14 – O que é pairar?
Mover-se com lentidão no alto.
15 – Um sinônimo de célere.
Rápido.
16 – Existem duas palavras
parecidas (parônimas): descriminação e discriminação. Que significam?
Descriminação:
ato de inocentar de um crime.
Discriminação: ato de distinguir, separar.
17 – No texto, há palavras
estrangeiras, como a francesa pied-de-poule
(pé de galinha), a inglesa close,
parte de close-up (fotografia de objeto próximo). Há, também, uma palavra
francesa aportuguesada pelo autor.

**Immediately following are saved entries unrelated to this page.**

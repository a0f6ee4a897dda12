mod args;
mod error;
mod export;
mod log;
mod substrate;

pub use args::{Args, RangeError};
pub use error::ConfigError;
pub use export::ExportConfig;
pub use log::LogConfig;
pub use substrate::SubstrateConfig;

/// Process-wide configuration, loaded from the environment.
///
/// Each section maps to a group of `BEX_`-prefixed variables, e.g.
/// `BEX_SUBSTRATE_URL`, `BEX_EXPORT_OUT_DIR` or `BEX_LOG_LEVEL`.
#[derive(Debug, Clone)]
pub struct ExporterConfig {
    pub substrate: SubstrateConfig,
    pub export: ExportConfig,
    pub log: LogConfig,
}

impl ExporterConfig {
    pub fn from_env() -> Result<Self, ConfigError> {
        let config = Self {
            substrate: envy::prefixed("BEX_SUBSTRATE_").from_env::<SubstrateConfig>()?,
            export: envy::prefixed("BEX_EXPORT_").from_env::<ExportConfig>()?,
            log: envy::prefixed("BEX_LOG_").from_env::<LogConfig>()?,
        };
        config.validate()?;
        Ok(config)
    }

    fn validate(&self) -> Result<(), ConfigError> {
        self.substrate.validate()?;
        self.export.validate()?;
        self.log.validate()?;
        Ok(())
    }
}

impl Default for ExporterConfig {
    fn default() -> Self {
        Self {
            substrate: SubstrateConfig::default(),
            export: ExportConfig::default(),
            log: LogConfig::default(),
        }
    }
}

#[cfg(test)]
mod tests {
    use super::*;

    #[test]
    fn test_default_config() {
        let config = ExporterConfig::default();
        assert_eq!(config.substrate.url, "ws://127.0.0.1:9944");
        assert_eq!(config.export.out_dir, ".");
        assert_eq!(config.log.level, "info");
    }

    #[test]
    #[serial_test::serial]
    fn test_from_env_defaults() {
        unsafe {
            std::env::remove_var("BEX_SUBSTRATE_URL");
            std::env::remove_var("BEX_EXPORT_OUT_DIR");
            std::env::remove_var("BEX_LOG_LEVEL");
        }
        let config = ExporterConfig::from_env().unwrap();
        assert_eq!(config.substrate.url, "ws://127.0.0.1:9944");
        assert_eq!(config.log.level, "info");
    }

    #[test]
    #[serial_test::serial]
    fn test_from_env_reads_prefixed_variables() {
        unsafe {
            std::env::set_var("BEX_SUBSTRATE_URL", "wss://rpc.example.io");
            std::env::set_var("BEX_LOG_LEVEL", "debug");
        }
        let config = ExporterConfig::from_env().unwrap();
        assert_eq!(config.substrate.url, "wss://rpc.example.io");
        assert_eq!(config.log.level, "debug");
        unsafe {
            std::env::remove_var("BEX_SUBSTRATE_URL");
            std::env::remove_var("BEX_LOG_LEVEL");
        }
    }

    #[test]
    #[serial_test::serial]
    fn test_from_env_rejects_invalid_values() {
        unsafe {
            std::env::set_var("BEX_SUBSTRATE_URL", "ftp://somewhere:21");
        }
        assert!(ExporterConfig::from_env().is_err());
        unsafe {
            std::env::remove_var("BEX_SUBSTRATE_URL");
        }
    }
}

Em francês é chantilly. Como o autor usou? O
que esta palavra designa?
Chantili –
designa um saboroso creme.
18 – Desfocado é um vocábulo
comum em fotografia. Como é uma foto desfocada?

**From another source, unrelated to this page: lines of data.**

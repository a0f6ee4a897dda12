use crate::ConfigError;
use serde::Deserialize;

#[derive(Debug, Clone, Deserialize)]
pub struct LogConfig {
    /// Log Level
    ///
    /// Env: BEX_LOG_LEVEL
    /// Valid values: trace, debug, info, warn, error
    /// Default: info
    #[serde(default = "default_level")]
    pub level: String,

    /// Output logs in JSON format
    ///
    /// Env: BEX_LOG_JSON
    /// Default: false
    #[serde(default)]
    pub json: bool,
}

fn default_level() -> String {
    "info".to_string()
}

impl LogConfig {
    pub(crate) fn validate(&self) -> Result<(), ConfigError> {
        let valid_levels = ["trace", "debug", "info", "warn", "error"];

        if !valid_levels.contains(&self.level.as_str()) {
            return Err(ConfigError::ValidateError(format!(
                "Invalid log level '{}'. Must be one of: {}",
                self.level,
                valid_levels.join(", ")
            )));
        }

        Ok(())
    }
}

impl Default for LogConfig {
    fn default() -> Self {
        Self {
            level: default_level(),
            json: false,
        }
    }
}
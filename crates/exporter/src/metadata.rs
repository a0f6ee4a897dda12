// Copyright (C) 2026 Parity Technologies (UK) Ltd.
// SPDX-License-Identifier: GPL-3.0-or-later

//! Runtime metadata lookups needed to decode calls and events.
//!
//! `state_getMetadata` returns V14 metadata on current runtimes; anything
//! else is rejected up front rather than half-decoded.

use frame_metadata::v14::{RuntimeMetadataV14, StorageEntryType};
use frame_metadata::{RuntimeMetadata, RuntimeMetadataPrefixed};
use parity_scale_codec::Decode;
use scale_info::PortableRegistry;
use sp_core::hashing::twox_128;
use thiserror::Error;

#[derive(Debug, Error)]
pub enum MetadataError {
    #[error("Metadata is not valid hex: {0}")]
    InvalidHex(#[from] hex::FromHexError),

    #[error("Failed to decode runtime metadata")]
    DecodeFailed(#[source] parity_scale_codec::Error),

    #[error("Unsupported runtime metadata version; only V14 is supported")]
    UnsupportedVersion,

    #[error("System.Events storage entry not found in metadata")]
    EventsEntryMissing,
}

/// Decoded V14 runtime metadata plus the lookups the block decoders need.
pub struct RuntimeTypes {
    metadata: RuntimeMetadataV14,
}

impl RuntimeTypes {
    /// Parse the hex reply of `state_getMetadata`.
    pub fn from_hex(metadata_hex: &str) -> Result<Self, MetadataError> {
        let bytes = hex::decode(metadata_hex.trim_start_matches("0x"))?;
        let prefixed = RuntimeMetadataPrefixed::decode(&mut &bytes[..])
            .map_err(MetadataError::DecodeFailed)?;

        match prefixed.1 {
            RuntimeMetadata::V14(metadata) => Ok(Self { metadata }),
            _ => Err(MetadataError::UnsupportedVersion),
        }
    }

    pub fn types(&self) -> &PortableRegistry {
        &self.metadata.types
    }

    /// Pallet name and call enum type for the pallet at `index`, if the
    /// pallet exists and dispatches calls.
    pub fn pallet_call(&self, index: u8) -> Option<(&str, u32)> {
        let pallet = self.metadata.pallets.iter().find(|p| p.index == index)?;
        let calls = pallet.calls.as_ref()?;
        Some((pallet.name.as_str(), calls.ty.id()))
    }

    /// Storage key of `System.Events`: `twox128(prefix) ++ twox128("Events")`.
    pub fn events_storage_key(&self) -> Result<String, MetadataError> {
        let (prefix, _) = self.events_entry()?;
        let mut key = twox_128(prefix.as_bytes()).to_vec();
        key.extend(twox_128(b"Events"));
        Ok(format!("0x{}", hex::encode(key)))
    }

    /// Type of the event record vector stored under `System.Events`.
    pub fn events_type_id(&self) -> Result<u32, MetadataError> {
        let (_, type_id) = self.events_entry()?;
        Ok(type_id)
    }

    fn events_entry(&self) -> Result<(&str, u32), MetadataError> {
        let storage = self
            .metadata
            .pallets
            .iter()
            .find(|p| p.name == "System")
            .and_then(|p| p.storage.as_ref())
            .ok_or(MetadataError::EventsEntryMissing)?;
        let entry = storage
            .entries
            .iter()
            .find(|e| e.name == "Events")
            .ok_or(MetadataError::EventsEntryMissing)?;

        match &entry.ty {
            StorageEntryType::Plain(ty) => Ok((storage.prefix.as_str(), ty.id())),
            StorageEntryType::Map { .. } => Err(MetadataError::EventsEntryMissing),
        }
    }
}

Fora de foco, não é nítida.
19 – Quando há consenso no seu
grupo?
Quando todos
concordam.
20 – Ufologista é o mesmo
que ovniologista. E qual é o significado?
Estudioso dos objetos voadores não
identificados.
21 – O que caracteriza uma
pessoa radical?
É inflexível, durona.
22 – O sistema ptolemaico é
geocêntrico. O que é geocêntrico?
É o que considera a Terra como centro do
Universo.
23 – Quais são as
atribuições do Pentágono e da Nasa?
Pentágono
é o que trata da defesa militar dos E.U.A.
Nasa
é agência do programa espacial.
24 – Que significa guardar a
sete chaves?
Guardar muito bem guardado.
25 – De um sinônimo de
pifar.
Quebrar, deixar
de funcionar.
26 – O que é propalar
êxitos?
Divulgar bons resultados.
27 – Reaganista é
relacionado com Ronald Reagan, que foi presidente de um país da América do
Norte. Que país é?
Estados Unidos da América.
28 – Qual o sentido de
blefe?
Engano, logro.
29 – Que são mazelas?
Feridas, doenças, aborrecimentos.
30 – João Ubaldo usou a
palavra paramécios, que são protozoários. O que é protozoário?
É um animal unicelular.
31 – Harvardiano é adjetivo
relacionado com Harvard University, uma famosa universidade norte-americana.
Fica em que país?
Nos Estados Unidos da América.
32 – Dê um sinônimo de
exótico.
Estranho, incomum.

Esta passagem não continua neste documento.